Ansyaad Mbai berharap intelijen bisa menangkap orang yang sedang ceramah bila isi ceramahnya dianggap mengancam negara.

Munculnya Rancangan Undang-Undang (RUU) tentang Intelijen tak secara tiba-tiba. Wacana menghidupkan kembali UU Subversif yang sangat fenomenal di masa rezim Soeharto sempat terdengar sebelumnya. Bersamaan dengan itu diwacanakan pula perlunya pemberlakuan semacam ISA-nya Malaysia dan Singapura.

Mengapa? Banyak kejadian teror dan berbagai konflik sosial terjadi. Sementara pencegahannya selalu gagal. Kepala Badan Intelijen Negara (BIN) Sutanto menyebut, hukum yang ada sangat lemah dibandingkan nega-ra sahabat seperti Singapura dan Malaysia.

Ketika rapat kerja dengan Komisi I DPR Senin (4/4), teman SBY ini beralasan inilah yang menyebabkan institusi yang dipimpinnya tidak bisa bekerja secara optimal. ”Kalau kita diperkuat tentu kita dapat memberantas akar terorisme,” ujar Sutanto.
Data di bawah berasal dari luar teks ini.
//! Chat transport seam
//!
//! The monitor core only ever talks to users through [`ChatTransport`].
//! Inbound traffic from the command surface is normalized into
//! [`InboundEvent`] so replies work the same for messages and button presses.

use async_trait::async_trait;
use serde::{Deserialize, Serialize};
use serde_json::Value;
use std::collections::{HashMap, VecDeque};
use std::sync::Mutex;
use tracing::info;

use crate::domain::UserId;
use crate::error::{Result, SpikeError};

/// Message markup mode
#[derive(Debug, Clone, Copy, PartialEq, Eq, Serialize, Deserialize)]
pub enum MessageFormat {
    Plain,
    Markdown,
    Html,
}

impl MessageFormat {
    /// Bot API `parse_mode` value
    pub fn parse_mode(&self) -> Option<&'static str> {
        match self {
            MessageFormat::Plain => None,
            MessageFormat::Markdown => Some("Markdown"),
            MessageFormat::Html => Some("HTML"),
        }
    }
}

/// Profile data used for display names
#[derive(Debug, Clone, Default, PartialEq, Eq)]
pub struct ChatInfo {
    pub full_name: Option<String>,
    pub username: Option<String>,
}

impl ChatInfo {
    /// `@username`, then full name, then `User <id>`
    pub fn display_name(&self, id: UserId) -> String {
        if let Some(username) = self.username.as_deref().filter(|u| !u.is_empty()) {
            return format!("@{}", username);
        }
        if let Some(name) = self.full_name.as_deref().filter(|n| !n.trim().is_empty()) {
            return name.trim().to_string();
        }
        format!("User {}", id)
    }
}

#[derive(Debug, Clone, PartialEq, Eq, Serialize, Deserialize)]
pub struct BotCommand {
    pub command: String,
    pub description: String,
}

/// Who a command list applies to
#[derive(Debug, Clone, Copy, PartialEq, Eq)]
pub enum CommandScope {
    Default,
    Chat(i64),
}

/// Outbound chat operations
#[cfg_attr(test, mockall::automock)]
#[async_trait]
pub trait ChatTransport: Send + Sync {
    async fn send_message(
        &self,
        chat_id: i64,
        text: &str,
        format: MessageFormat,
        disable_preview: bool,
    ) -> Result<()>;

    async fn get_chat(&self, chat_id: i64) -> Result<ChatInfo>;

    async fn set_commands(&self, scope: CommandScope, commands: &[BotCommand]) -> Result<()>;
}

/// Normalized inbound update
#[derive(Debug, Clone, PartialEq)]
pub enum InboundEvent {
    /// Plain chat message
    Chat {
        chat_id: i64,
        user_id: UserId,
        text: String,
    },
    /// Inline button press
    Callback {
        chat_id: i64,
        user_id: UserId,
        data: String,
        message_id: Option<i64>,
    },
}

impl InboundEvent {
    /// Decode a Bot API update; `None` for kinds the service ignores
    pub fn from_update(update: &Value) -> Option<Self> {
        if let Some(message) = update.get("message") {
            return Some(InboundEvent::Chat {
                chat_id: message.pointer("/chat/id")?.as_i64()?,
                user_id: message.pointer("/from/id")?.as_i64()?,
                text: message.get("text")?.as_str()?.to_string(),
            });
        }
        if let Some(query) = update.get("callback_query") {
            let user_id = query.pointer("/from/id")?.as_i64()?;
            return Some(InboundEvent::Callback {
                chat_id: query
                    .pointer("/message/chat/id")
                    .and_then(Value::as_i64)
                    .unwrap_or(user_id),
                user_id,
                data: query.get("data")?.as_str()?.to_string(),
                message_id: query.pointer("/message/message_id").and_then(Value::as_i64),
            });
        }
        None
    }

    pub fn user_id(&self) -> UserId {
        match self {
            InboundEvent::Chat { user_id, .. } | InboundEvent::Callback { user_id, .. } => *user_id,
        }
    }

    /// Chat that a reply to this event goes to
    pub fn reply_chat(&self) -> i64 {
        match self {
            InboundEvent::Chat { chat_id, .. } | InboundEvent::Callback { chat_id, .. } => *chat_id,
        }
    }

    /// Message text or callback payload
    pub fn payload(&self) -> &str {
        match self {
            InboundEvent::Chat { text, .. } => text,
            InboundEvent::Callback { data, .. } => data,
        }
    }

    /// Send a reply the same way regardless of event kind
    pub async fn reply(&self, transport: &dyn ChatTransport, text: &str) -> Result<()> {
        transport
            .send_message(self.reply_chat(), text, MessageFormat::Markdown, true)
            .await
    }
}

/// A message captured by [`RecordingTransport`]
#[derive(Debug, Clone, PartialEq, Eq)]
pub struct SentMessage {
    pub chat_id: i64,
    pub text: String,
}

/// Transport that logs and records messages instead of delivering them.
///
/// Used for `--dry-run` and in tests. Chats listed with [`RecordingTransport::fail_for`]
/// reject every message. A [`bounded`](RecordingTransport::bounded) transport keeps
/// only the newest messages.
#[derive(Default)]
pub struct RecordingTransport {
    sent: Mutex<VecDeque<SentMessage>>,
    /// Most messages kept; `None` keeps everything
    limit: Option<usize>,
    failing: Mutex<Vec<i64>>,
    profiles: Mutex<HashMap<i64, ChatInfo>>,
    commands: Mutex<Vec<BotCommand>>,
}

impl RecordingTransport {
    pub fn new() -> Self {
        Self::default()
    }

    /// Keep at most `limit` messages, dropping the oldest first
    pub fn bounded(limit: usize) -> Self {
        Self {
            limit: Some(limit),
            ..Self::default()
        }
    }

    pub fn fail_for(&self, chat_id: i64) {
        if let Ok(mut failing) = self.failing.lock() {
            failing.push(chat_id);
        }
    }

    pub fn set_profile(&self, chat_id: i64, info: ChatInfo) {
        if let Ok(mut profiles) = self.profiles.lock() {
            profiles.insert(chat_id, info);
        }
    }

    pub fn sent(&self) -> Vec<SentMessage> {
        self.sent
            .lock()
            .map(|s| s.iter().cloned().collect())
            .unwrap_or_default()
    }

    pub fn sent_to(&self, chat_id: i64) -> Vec<String> {
        self.sent()
            .into_iter()
            .filter(|m| m.chat_id == chat_id)
            .map(|m| m.text)
            .collect()
    }

    pub fn commands(&self) -> Vec<BotCommand> {
        self.commands.lock().map(|c| c.clone()).unwrap_or_default()
    }

    pub fn clear(&self) {
        if let Ok(mut sent) = self.sent.lock() {
            sent.clear();
        }
    }
}

#[async_trait]
impl ChatTransport for RecordingTransport {
    async fn send_message(
        &self,
        chat_id: i64,
        text: &str,
        _format: MessageFormat,
        _disable_preview: bool,
    ) -> Result<()> {
        let fails = self
            .failing
            .lock()
            .map(|f| f.contains(&chat_id))
            .unwrap_or(false);
        if fails {
            return Err(SpikeError::NotificationDelivery {
                chat_id,
                reason: "Forbidden: bot was blocked by the user".to_string(),
            });
        }

        info!(chat_id, "[dry-run] {}", text.replace('\n', " | "));
        if let Ok(mut sent) = self.sent.lock() {
            if let Some(limit) = self.limit {
                while sent.len() >= limit.max(1) {
                    sent.pop_front();
                }
            }
            sent.push_back(SentMessage {
                chat_id,
                text: text.to_string(),
            });
        }
        Ok(())
    }

    async fn get_chat(&self, chat_id: i64) -> Result<ChatInfo> {
        Ok(self
            .profiles
            .lock()
            .ok()
            .and_then(|p| p.get(&chat_id).cloned())
            .unwrap_or_default())
    }

    async fn set_commands(&self, _scope: CommandScope, commands: &[BotCommand]) -> Result<()> {
        if let Ok(mut stored) = self.commands.lock() {
            *stored = commands.to_vec();
        }
        Ok(())
    }
}

#[cfg(test)]
mod tests {
    use super::*;
    use serde_json::json;

    #[test]
    fn test_display_name_fallbacks() {
        let info = ChatInfo {
            full_name: Some("Ada Lovelace".into()),
            username: Some("ada".into()),
        };
        assert_eq!(info.display_name(1), "@ada");

        let info = ChatInfo {
            full_name: Some("Ada Lovelace".into()),
            username: None,
        };
        assert_eq!(info.display_name(1), "Ada Lovelace");

        assert_eq!(ChatInfo::default().display_name(42), "User 42");
    }

    #[test]
    fn test_inbound_chat_event() {
        let update = json!({
            "update_id": 1,
            "message": {"message_id": 5, "from": {"id": 77}, "chat": {"id": 77}, "text": "/start"}
        });
        let event = InboundEvent::from_update(&update).unwrap();
        assert_eq!(event.user_id(), 77);
        assert_eq!(event.reply_chat(), 77);
        assert_eq!(event.payload(), "/start");
    }

    #[test]
    fn test_inbound_callback_event() {
        let update = json!({
            "update_id": 2,
            "callback_query": {
                "id": "abc",
                "from": {"id": 77},
                "data": "tier:disciple",
                "message": {"message_id": 9, "chat": {"id": -100}}
            }
        });
        let event = InboundEvent::from_update(&update).unwrap();
        assert_eq!(
            event,
            InboundEvent::Callback {
                chat_id: -100,
                user_id: 77,
                data: "tier:disciple".into(),
                message_id: Some(9)
            }
        );

        assert!(InboundEvent::from_update(&json!({"update_id": 3})).is_none());
    }

    #[tokio::test]
    async fn test_reply_goes_to_event_chat() {
        let transport = RecordingTransport::new();
        let event = InboundEvent::Callback {
            chat_id: -100,
            user_id: 77,
            data: "x".into(),
            message_id: None,
        };
        event.reply(&transport, "done").await.unwrap();
        assert_eq!(transport.sent_to(-100), vec!["done".to_string()]);
    }

    #[tokio::test]
    async fn test_recording_transport_failures() {
        let transport = RecordingTransport::new();
        transport.fail_for(5);
        assert!(transport
            .send_message(5, "hi", MessageFormat::Plain, false)
            .await
            .is_err());
        assert!(transport.sent().is_empty());
    }

    #[tokio::test]
    async fn test_bounded_transport_keeps_newest() {
        let transport = RecordingTransport::bounded(2);
        for text in ["one", "two", "three"] {
            transport
                .send_message(1, text, MessageFormat::Plain, false)
                .await
                .unwrap();
        }

        assert_eq!(transport.sent_to(1), vec!["two".to_string(), "three".to_string()]);
    }
}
Penilaian yang sama dikemukakan oleh Kepala Badan Nasional Penanggulangan Teror (BNPT), Ansyaad Mbai. Menurutnya, Undang-Undang Intelijen sudah saatnya untuk dikuatkan agar apa yang menjadi harapan masyarakat dapat terwujud. “Hukum kita menyangkut penanganan terorisme masih terlalu lembek. Strategi kita penegakan hukum harus didukung kekuatan intelijen untuk bisa mencegah terorisme,” kata Ansyaad.
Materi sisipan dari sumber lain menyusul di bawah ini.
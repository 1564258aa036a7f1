//! Per-tier watch-list limits

use std::sync::Arc;
use tracing::{debug, info, warn};

use crate::domain::{Tier, User, UserId};
use crate::error::Result;
use crate::notify::messages::trim_notice_message;
use crate::notify::Dispatcher;
use crate::persistence::Cache;

pub struct TierEngine {
    cache: Arc<Cache>,
    dispatcher: Arc<Dispatcher>,
}

impl TierEngine {
    pub fn new(cache: Arc<Cache>, dispatcher: Arc<Dispatcher>) -> Self {
        Self { cache, dispatcher }
    }

    fn is_super_admin(&self, user: &User) -> bool {
        user.id == self.cache.super_admin_id()
    }

    /// Address limit for a user; an unknown tier gets the apprentice limit
    pub fn limit_of(&self, user: &User) -> usize {
        if self.is_super_admin(user) {
            return Tier::SuperAdmin.token_limit();
        }
        match user.tier() {
            Some(tier) => tier.token_limit(),
            None => {
                warn!(
                    "User {} has unknown tier {:?}, applying apprentice limit",
                    user.id, user.tier
                );
                Tier::Apprentice.token_limit()
            }
        }
    }

    /// Bring one user into line: the super admin's tier is pinned and the
    /// watch list is cut to the limit. Returns whether anything was trimmed.
    pub fn apply(&self, user: &mut User) -> bool {
        if self.is_super_admin(user) && user.tier() != Some(Tier::SuperAdmin) {
            user.set_tier(Tier::SuperAdmin);
        }
        let limit = self.limit_of(user);
        user.tracking.truncate(limit)
    }

    /// Enforce the limit for one user and tell them if their list was trimmed
    pub async fn enforce(&self, user_id: UserId) -> Result<bool> {
        let Some(mut user) = self.cache.user(user_id).await else {
            debug!("enforce: user {} not found", user_id);
            return Ok(false);
        };

        let before = user.clone();
        let trimmed = self.apply(&mut user);
        if user == before {
            return Ok(false);
        }

        let updated = self
            .cache
            .mutate_user(user_id, |u| {
                u.tier = user.tier.clone();
                u.tracking = user.tracking.clone();
            })
            .await?;

        if trimmed {
            let tier = updated.tier().unwrap_or(Tier::Apprentice);
            let limit = self.limit_of(&updated);
            info!("Trimmed user {} to {} tokens ({})", user_id, limit, tier);
            self.cache.rebuild_tracked_index().await?;
            self.dispatcher
                .send(user_id, &trim_notice_message(tier, limit))
                .await;
        }
        Ok(trimmed)
    }

    /// Enforce every user's limit in one bulk write, without messaging anyone.
    ///
    /// Returns the number of users changed.
    pub async fn enforce_all(&self) -> Result<usize> {
        let super_admin = self.cache.super_admin_id();
        let ids: Vec<UserId> = self.cache.users().await.iter().map(|u| u.id).collect();

        let changed = self
            .cache
            .mutate_users(&ids, |user| {
                let mut changed = false;
                if user.id == super_admin && user.tier() != Some(Tier::SuperAdmin) {
                    user.set_tier(Tier::SuperAdmin);
                    changed = true;
                }
                let limit = self.limit_of(user);
                user.tracking.truncate(limit) || changed
            })
            .await?;

        info!("Tier limits enforced: {} of {} users changed", changed.len(), ids.len());
        Ok(changed.len())
    }
}
//! In-process fakes for driving the service without network access

use async_trait::async_trait;
use std::collections::{HashMap, HashSet};
use std::sync::Mutex;

use crate::adapters::MarketDataSource;
use crate::domain::{ChainInfo, MarketQuote};
use crate::error::{Result, SpikeError};

/// Market source that serves a scripted quote board.
///
/// `set_quotes` replaces the board; each `fetch_chunk` returns the board
/// entries for the requested addresses, in request order.
#[derive(Default)]
pub struct ScriptedMarketSource {
    board: Mutex<HashMap<String, MarketQuote>>,
    lookups: Mutex<HashMap<String, ChainInfo>>,
    failing_chains: Mutex<HashSet<String>>,
    requested: Mutex<Vec<(String, Vec<String>)>>,
}

impl ScriptedMarketSource {
    pub fn new() -> Self {
        Self::default()
    }

    pub fn set_quotes(&self, quotes: Vec<MarketQuote>) {
        if let Ok(mut board) = self.board.lock() {
            *board = quotes.into_iter().map(|q| (q.address.clone(), q)).collect();
        }
    }

    /// Register the answer for `lookup_chain_info`
    pub fn set_lookup(&self, address: &str, info: ChainInfo) {
        if let Ok(mut lookups) = self.lookups.lock() {
            lookups.insert(address.to_string(), info);
        }
    }

    /// Every chunk for `chain` fails as if retries were exhausted
    pub fn fail_chain(&self, chain: &str) {
        if let Ok(mut failing) = self.failing_chains.lock() {
            failing.insert(chain.to_string());
        }
    }

    /// Chunks requested so far as `(chain, addresses)`
    pub fn requested(&self) -> Vec<(String, Vec<String>)> {
        self.requested
            .lock()
            .map(|r| r.clone())
            .unwrap_or_default()
    }

    pub fn clear_requested(&self) {
        if let Ok(mut requested) = self.requested.lock() {
            requested.clear();
        }
    }
}

#[async_trait]
impl MarketDataSource for ScriptedMarketSource {
    async fn fetch_chunk(&self, chain: &str, addresses: &[String]) -> Result<Vec<MarketQuote>> {
        if let Ok(mut requested) = self.requested.lock() {
            requested.push((chain.to_string(), addresses.to_vec()));
        }

        let failing = self
            .failing_chains
            .lock()
            .map(|f| f.contains(chain))
            .unwrap_or(false);
        if failing {
            return Err(SpikeError::MarketFetch(format!(
                "{} chunk failed after retries",
                chain
            )));
        }

        let board = self
            .board
            .lock()
            .map_err(|_| SpikeError::Internal("quote board poisoned".into()))?;
        Ok(addresses
            .iter()
            .filter_map(|a| board.get(a))
            .map(|q| MarketQuote {
                chain_id: chain.to_string(),
                ..q.clone()
            })
            .collect())
    }

    async fn lookup_chain_info(&self, address: &str) -> Result<Option<ChainInfo>> {
        Ok(self
            .lookups
            .lock()
            .map_err(|_| SpikeError::Internal("lookup table poisoned".into()))?
            .get(address)
            .cloned())
    }
}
Menurutnya, sebelum aksi teror terjadi seharusnya peran intelijen yang bertugas mencegah berjalan terlebih dahulu. Sedangkan untuk mencegah itu, undang-undang sebagai payung hukum belum cukup mendukung. “Buktinya setiap terjadi Noordin M Top ceramah di Malaysia langsung ditangkap. Di sana setiap dia ceramah menyebarkan kebencian, di sana langsung ditangkap oleh intelijen. Ditangkap dan ditahan,” ujar Ansyaad.

Sutanto mengharapkan agar masyarakat tidak perlu kha-watir akan peristiwa yang pernah terjadi selama pemerintahan Orde Baru. Ia meyakinkan, pihaknya tidak akan mengulangi kesalahan masa lalu. “Tidak akan kembali ke sana (Orba). Langkah BIN tidak boleh bertabrakan dengan UUD 1945,” tandas Sutanto.
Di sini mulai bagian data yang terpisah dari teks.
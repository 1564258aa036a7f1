use chrono::{DateTime, Utc};
use serde::{Deserialize, Serialize};
use serde_json::Value;
use sha2::{Digest, Sha256};
use std::collections::{BTreeMap, BTreeSet};

use super::user::User;

/// One market observation of a token
#[derive(Debug, Clone, PartialEq, Serialize, Deserialize)]
pub struct TokenSnapshot {
    pub timestamp: DateTime<Utc>,
    pub address: String,
    pub symbol: String,
    pub chain_id: String,
    #[serde(rename = "priceChange_m5", default)]
    pub price_change_m5: Option<f64>,
    #[serde(rename = "volume_m5", default)]
    pub volume_m5: Option<f64>,
    #[serde(rename = "marketCap", default)]
    pub market_cap: Option<f64>,
}

impl TokenSnapshot {
    /// Content hash over every field except the timestamp.
    ///
    /// Fields are serialized as sorted-key JSON, so two snapshots with the
    /// same market data hash equal regardless of when they were taken.
    pub fn content_hash(&self) -> String {
        let mut fields: BTreeMap<&str, Value> = BTreeMap::new();
        fields.insert("address", Value::from(self.address.as_str()));
        fields.insert("symbol", Value::from(self.symbol.as_str()));
        fields.insert("priceChange_m5", number_or_null(self.price_change_m5));
        fields.insert("volume_m5", number_or_null(self.volume_m5));
        fields.insert("marketCap", number_or_null(self.market_cap));

        let canonical = serde_json::to_string(&fields).unwrap_or_default();
        hex::encode(Sha256::digest(canonical.as_bytes()))
    }
}

fn number_or_null(value: Option<f64>) -> Value {
    value
        .and_then(serde_json::Number::from_f64)
        .map(Value::Number)
        .unwrap_or(Value::Null)
}

/// Raw market data for one token as returned by the market API
#[derive(Debug, Clone, PartialEq, Default)]
pub struct MarketQuote {
    pub chain_id: String,
    pub address: String,
    pub symbol: Option<String>,
    pub price_change_m5: Option<f64>,
    pub volume_m5: Option<f64>,
    pub market_cap: Option<f64>,
}

/// Result of resolving an address to its chain
#[derive(Debug, Clone, PartialEq, Eq)]
pub struct ChainInfo {
    pub chain_id: String,
    pub symbol: String,
    pub name: String,
}

/// Entry in the global tracked-token index
#[derive(Debug, Clone, PartialEq, Eq, Serialize, Deserialize)]
pub struct TrackedToken {
    pub address: String,
    pub symbol: String,
}

/// Union of every user's watch list, keyed by chain
#[derive(Debug, Clone, Default, PartialEq, Eq, Serialize, Deserialize)]
pub struct TrackedTokenIndex {
    #[serde(default)]
    pub token_list: BTreeMap<String, Vec<TrackedToken>>,
}

impl TrackedTokenIndex {
    /// Rebuild from the user set; symbols come from `symbol_of`, falling
    /// back to the first six characters of the address.
    pub fn from_users<'a, I, F>(users: I, symbol_of: F) -> Self
    where
        I: IntoIterator<Item = &'a User>,
        F: Fn(&str) -> Option<String>,
    {
        let mut index = Self::default();
        for user in users {
            for (chain, address) in user.tracking.iter() {
                let symbol = symbol_of(address).unwrap_or_else(|| short_symbol(address));
                index.insert(chain, address, &symbol);
            }
        }
        index
    }

    pub fn insert(&mut self, chain: &str, address: &str, symbol: &str) -> bool {
        let list = self.token_list.entry(chain.to_string()).or_default();
        if list.iter().any(|t| t.address == address) {
            return false;
        }
        list.push(TrackedToken {
            address: address.to_string(),
            symbol: symbol.to_string(),
        });
        true
    }

    pub fn remove_address(&mut self, address: &str) -> bool {
        let mut removed = false;
        for list in self.token_list.values_mut() {
            let before = list.len();
            list.retain(|t| t.address != address);
            removed |= list.len() != before;
        }
        self.token_list.retain(|_, list| !list.is_empty());
        removed
    }

    pub fn contains_address(&self, address: &str) -> bool {
        self.token_list
            .values()
            .any(|list| list.iter().any(|t| t.address == address))
    }

    /// Every tracked address regardless of chain
    pub fn addresses(&self) -> BTreeSet<String> {
        self.token_list
            .values()
            .flat_map(|list| list.iter().map(|t| t.address.clone()))
            .collect()
    }

    pub fn len(&self) -> usize {
        self.token_list.values().map(Vec::len).sum()
    }

    pub fn is_empty(&self) -> bool {
        self.len() == 0
    }
}

/// Fallback display symbol
pub fn short_symbol(address: &str) -> String {
    address.chars().take(6).collect()
}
Namun beberapa pihak tetap sangsi terhadap keinginan pemerintah tersebut. Adanya wewenang khusus untuk melakukan penangkapan, penanahan dan penyadapan telepon dalam Rancangan Undang-undang (RUU) Intelijen mengindikasikan masih kuatnya paradigma Laksusda Kopkamtib (Pelaksana Khusus Daerah Komando Keamanan Ketertiban).

“Pemerintah ingin BIN diberi wewenang khusus seperti Laksusda Kopkamtib melakukan kegiatan intelijen pada warga negara sendiri,” ujar anggota Ko-misi I DPR RI Tjahjo Kumolo.

Ia menyebut, BIN belum siap menjadi intelijen kelas dunia yang modern dan canggih. Sekjen DPP PDIP ini menganggap BIN masih berkelas telik sandinya zaman dulu. ”Belum optimalnya melakukan deteksi perilaku negara lain yang dengki dan mengancam NKRI,"

Menurut Tjahjo, intelijen seharusnya terstruktur secara rapi. Ia melihat selama ini intelijen hanya melakukan pola operasional intelijen taktis semata dan gerakannya mempertemukan serta memolakan kelompok-kelompok dalam masyarakat untuk bisa saling berhadapan dengan remote control yang digerakkan.

Berbagai kalangan khawa-tir UU Intelijen itu nantinya hanya menjadi alat politik pemerintah untuk bertindak secara semena-mena dalam rangka membungkam lawan politik pemerintah. Apalagi, dalam RUU itu tertera dengan sangat jelas bahwa intelijen adalah lembaga pemerintah, bukan lembaga negara.

Fokus Terorisme
Lahirnya RUU Intelijen tak bisa dilepaskan dari fenomena terorisme. Entah aksi terorisme itu rekayasa atau bukan, pemerintah menganggap UU Terorisme yang ada belum cukup sebagai payung hukum untuk menangani kasus tersebut. Keberadaan RUU Intelijen tersebut berperan menjadi penguat dan pendukung aturan UU terkait terorisme yang memang sudah ada yakni UU Nomor 15 Tahun 2003.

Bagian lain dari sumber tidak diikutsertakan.